Dr Cahir OKaneDr Cahir O’Kane

Group leader of the O’Kane Group
Department of Genetics
University of Cambridge

Research interests

The O’Kane Group is  interested in signalling processes that regulate neuronal function – both their basic biology, and their relevance to neurodegenerative disease. Of particular interest are the membrane traffic events relevant to these processes, using Drosophila as a model.

Examples of clinical conditions may include Amyotrophic Lateral Sclerosis; Dementia; Genetic disorders; Hereditary Spastic Paraplegia; Huntington’s disease; Multiple sclerosis; Parkinson’s disease; Spinocerebellar ataxia.

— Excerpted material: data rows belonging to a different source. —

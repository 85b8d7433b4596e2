//! Data model for the compute API collaborator.

use serde::{Deserialize, Serialize};
use std::collections::BTreeMap;
use thiserror::Error;

/// Provider-assigned identifier of the shared public network.
///
/// Attached to every instance so operators can reach nodes directly.
pub const PUBLIC_NET_ID: &str = "00000000-0000-0000-0000-000000000000";

/// Provider-assigned identifier of the provider service network.
pub const SERVICE_NET_ID: &str = "11111111-1111-1111-1111-111111111111";

/// Name the public network carries in instance address maps.
pub const PUBLIC_ADDRESS_NET: &str = "public";

/// Failure reported by the compute API adapter.
///
/// [`is_retryable`](ComputeError::is_retryable) separates transient faults
/// (worth another attempt) from permanent ones (bad credentials, missing
/// resources) so call sites can map them onto the retry primitive.
#[derive(Debug, Clone, PartialEq, Eq, Error)]
pub enum ComputeError {
    /// The request never produced a usable response (connect failure,
    /// timeout, interrupted body).
    #[error("transport failure: {0}")]
    Transport(String),
    /// The API answered with a non-success status.
    #[error("API error {status}: {message}")]
    Api { status: u16, message: String },
    /// The referenced resource does not exist.
    #[error("not found: {0}")]
    NotFound(String),
    /// The credentials were rejected.
    #[error("authentication rejected: {0}")]
    Auth(String),
    /// The response arrived but could not be decoded.
    #[error("malformed response: {0}")]
    Malformed(String),
}

impl ComputeError {
    /// True for faults where a fresh attempt can plausibly succeed.
    pub fn is_retryable(&self) -> bool {
        match self {
            ComputeError::Transport(_) | ComputeError::Malformed(_) => true,
            ComputeError::Api { status, .. } => *status >= 500 || *status == 429,
            ComputeError::NotFound(_) | ComputeError::Auth(_) => false,
        }
    }
}

/// Maps a compute call result onto a retry-loop verdict: retryable faults
/// consume an attempt, permanent ones abort the loop.
pub fn as_attempt<T>(result: Result<T, ComputeError>) -> crate::retry::Attempt<T, ComputeError> {
    match result {
        Ok(value) => crate::retry::Attempt::Done(value),
        Err(error) if error.is_retryable() => crate::retry::Attempt::Retry,
        Err(error) => crate::retry::Attempt::Fail(error),
    }
}

/// Provisioning state reported by the provider for one instance.
///
/// The provider's status vocabulary is open-ended; anything outside the
/// states the build engine acts on is preserved verbatim in `Other`.
#[derive(Debug, Clone, PartialEq, Eq, Serialize, Deserialize)]
#[serde(from = "String", into = "String")]
pub enum ServerStatus {
    /// Still provisioning.
    Build,
    /// Ready for use.
    Active,
    /// The provider gave up on this instance.
    Error,
    /// Deleted (usually only seen in stale ledger entries).
    Deleted,
    /// Any other provider-reported state, kept as reported.
    Other(String),
}

impl From<String> for ServerStatus {
    fn from(raw: String) -> Self {
        match raw.to_ascii_uppercase().as_str() {
            "BUILD" => ServerStatus::Build,
            "ACTIVE" => ServerStatus::Active,
            "ERROR" => ServerStatus::Error,
            "DELETED" => ServerStatus::Deleted,
            _ => ServerStatus::Other(raw),
        }
    }
}

impl From<ServerStatus> for String {
    fn from(status: ServerStatus) -> Self {
        match status {
            ServerStatus::Build => "BUILD".to_string(),
            ServerStatus::Active => "ACTIVE".to_string(),
            ServerStatus::Error => "ERROR".to_string(),
            ServerStatus::Deleted => "DELETED".to_string(),
            ServerStatus::Other(raw) => raw,
        }
    }
}

impl std::fmt::Display for ServerStatus {
    fn fmt(&self, f: &mut std::fmt::Formatter<'_>) -> std::fmt::Result {
        match self {
            ServerStatus::Build => write!(f, "BUILD"),
            ServerStatus::Active => write!(f, "ACTIVE"),
            ServerStatus::Error => write!(f, "ERROR"),
            ServerStatus::Deleted => write!(f, "DELETED"),
            ServerStatus::Other(raw) => write!(f, "{}", raw),
        }
    }
}

/// One address attached to an instance on some network.
#[derive(Debug, Clone, PartialEq, Eq, Serialize, Deserialize)]
pub struct ServerAddress {
    /// IP version, 4 or 6.
    pub version: u8,
    /// The address literal.
    pub addr: String,
}

/// Snapshot of one provisioned instance, as reported by the provider.
///
/// The provider is authoritative for `status` and `addresses`; the build
/// engine copies them in on every successful poll and persists the whole
/// snapshot in the ledger.
#[derive(Debug, Clone, PartialEq, Serialize, Deserialize)]
pub struct ServerRecord {
    /// Provider-assigned instance id.
    pub id: String,
    /// Instance name (`{lab}_controller1`, `{lab}_compute3`, ...).
    pub name: String,
    /// Last observed provisioning state.
    pub status: ServerStatus,
    /// Addresses per network name.
    #[serde(default)]
    pub addresses: BTreeMap<String, Vec<ServerAddress>>,
    /// Root password, reported only by the create call.
    #[serde(default, skip_serializing_if = "Option::is_none")]
    pub admin_pass: Option<String>,
}

impl ServerRecord {
    /// First IPv4 address on the named network, if any.
    pub fn ipv4_on(&self, network: &str) -> Option<&str> {
        self.addresses
            .get(network)?
            .iter()
            .find(|address| address.version == 4)
            .map(|address| address.addr.as_str())
    }
}

/// Instance size offered by the provider.
#[derive(Debug, Clone, PartialEq, Serialize, Deserialize)]
pub struct Flavor {
    pub id: String,
    pub name: String,
    /// RAM in megabytes.
    pub ram_mb: u32,
    pub vcpus: u32,
    /// Relative network throughput factor; used to break ties between
    /// flavors with identical RAM.
    pub rxtx_factor: f64,
}

/// Bootable machine image.
#[derive(Debug, Clone, PartialEq, Eq, Serialize, Deserialize)]
pub struct Image {
    pub id: String,
    pub name: String,
}

/// Isolated network the lab nodes share.
#[derive(Debug, Clone, PartialEq, Eq, Serialize, Deserialize)]
pub struct Network {
    pub id: String,
    pub label: String,
}

/// Tenant quota as reported by the provider.
///
/// `max_networks` of `-1` means the provider did not report a usable
/// network quota; the capacity check treats that as "no networks available".
#[derive(Debug, Clone, Copy, PartialEq, Eq, Serialize, Deserialize)]
pub struct QuotaLimits {
    pub max_total_ram_mb: i64,
    pub used_ram_mb: i64,
    pub max_networks: i64,
    pub used_networks: i64,
}

/// Registered SSH keypair.
#[derive(Debug, Clone, PartialEq, Eq, Serialize, Deserialize)]
pub struct KeyPair {
    pub name: String,
    pub public_key: String,
}

/// One network attachment in a create request.
#[derive(Debug, Clone, PartialEq, Eq, Serialize, Deserialize)]
pub struct NicSpec {
    /// Identifier of the network to attach.
    pub net_id: String,
}

/// Create-instance request.
#[derive(Debug, Clone, PartialEq, Eq, Serialize, Deserialize)]
pub struct NewServer {
    pub name: String,
    pub flavor_id: String,
    pub image_id: String,
    /// Keypair to inject, when configured.
    #[serde(default, skip_serializing_if = "Option::is_none")]
    pub key_name: Option<String>,
    /// Networks to attach, in order.
    pub nics: Vec<NicSpec>,
}

#[cfg(test)]
mod tests {
    use super::*;

    #[test]
    fn test_status_parsing_is_case_insensitive() {
        assert_eq!(ServerStatus::from("active".to_string()), ServerStatus::Active);
        assert_eq!(ServerStatus::from("Build".to_string()), ServerStatus::Build);
        assert_eq!(ServerStatus::from("ERROR".to_string()), ServerStatus::Error);
    }

    #[test]
    fn test_unknown_status_is_preserved_verbatim() {
        let status = ServerStatus::from("VERIFY_RESIZE".to_string());
        assert_eq!(status, ServerStatus::Other("VERIFY_RESIZE".to_string()));
        assert_eq!(String::from(status), "VERIFY_RESIZE");
    }

    #[test]
    fn test_ipv4_lookup_skips_v6_addresses() {
        let mut addresses = BTreeMap::new();
        addresses.insert(
            "public".to_string(),
            vec![
                ServerAddress {
                    version: 6,
                    addr: "2001:db8::1".to_string(),
                },
                ServerAddress {
                    version: 4,
                    addr: "203.0.113.5".to_string(),
                },
            ],
        );
        let record = ServerRecord {
            id: "abc".to_string(),
            name: "alpha_controller1".to_string(),
            status: ServerStatus::Active,
            addresses,
            admin_pass: None,
        };

        assert_eq!(record.ipv4_on("public"), Some("203.0.113.5"));
        assert_eq!(record.ipv4_on("missing"), None);
    }

    #[test]
    fn test_retryable_classification() {
        assert!(ComputeError::Transport("reset".into()).is_retryable());
        assert!(ComputeError::Api {
            status: 503,
            message: "overloaded".into()
        }
        .is_retryable());
        assert!(ComputeError::Api {
            status: 429,
            message: "slow down".into()
        }
        .is_retryable());
        assert!(!ComputeError::Api {
            status: 400,
            message: "bad request".into()
        }
        .is_retryable());
        assert!(!ComputeError::Auth("expired token".into()).is_retryable());
        assert!(!ComputeError::NotFound("server xyz".into()).is_retryable());
    }

    #[test]
    fn test_server_record_round_trips_through_json() {
        let record = ServerRecord {
            id: "s-1".to_string(),
            name: "alpha_compute1".to_string(),
            status: ServerStatus::Other("REBUILD".to_string()),
            addresses: BTreeMap::new(),
            admin_pass: Some("secret".to_string()),
        };

        let json = serde_json::to_string(&record).unwrap();
        let back: ServerRecord = serde_json::from_str(&json).unwrap();
        assert_eq!(back, record);
    }
}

Dr O’Kane’s group is international in its staff and student researchers. He is an ardent supporter of  inclusive EU programs such as ERASMUS, which allows students to gain experience in another EU country. EU funding is critical in collaborative research and Dr O’Kane has been vociferous with other scientists in raising the importance of this issue for the future of UK science.

Vicki Ford MEP for the East of England


Vicky Ford is Chairman of the European Parliament Internal Market and Consumer Affairs Committee, one of the most powerful economic committees of the Parliament. She was elected a Member of the European Parliament in 2009 and is the leading Conservative MEP for the East of England. She is a member of the Bureau of the European Conservative and Reformist Group and a member of the Parliament’s delegation for relations with China.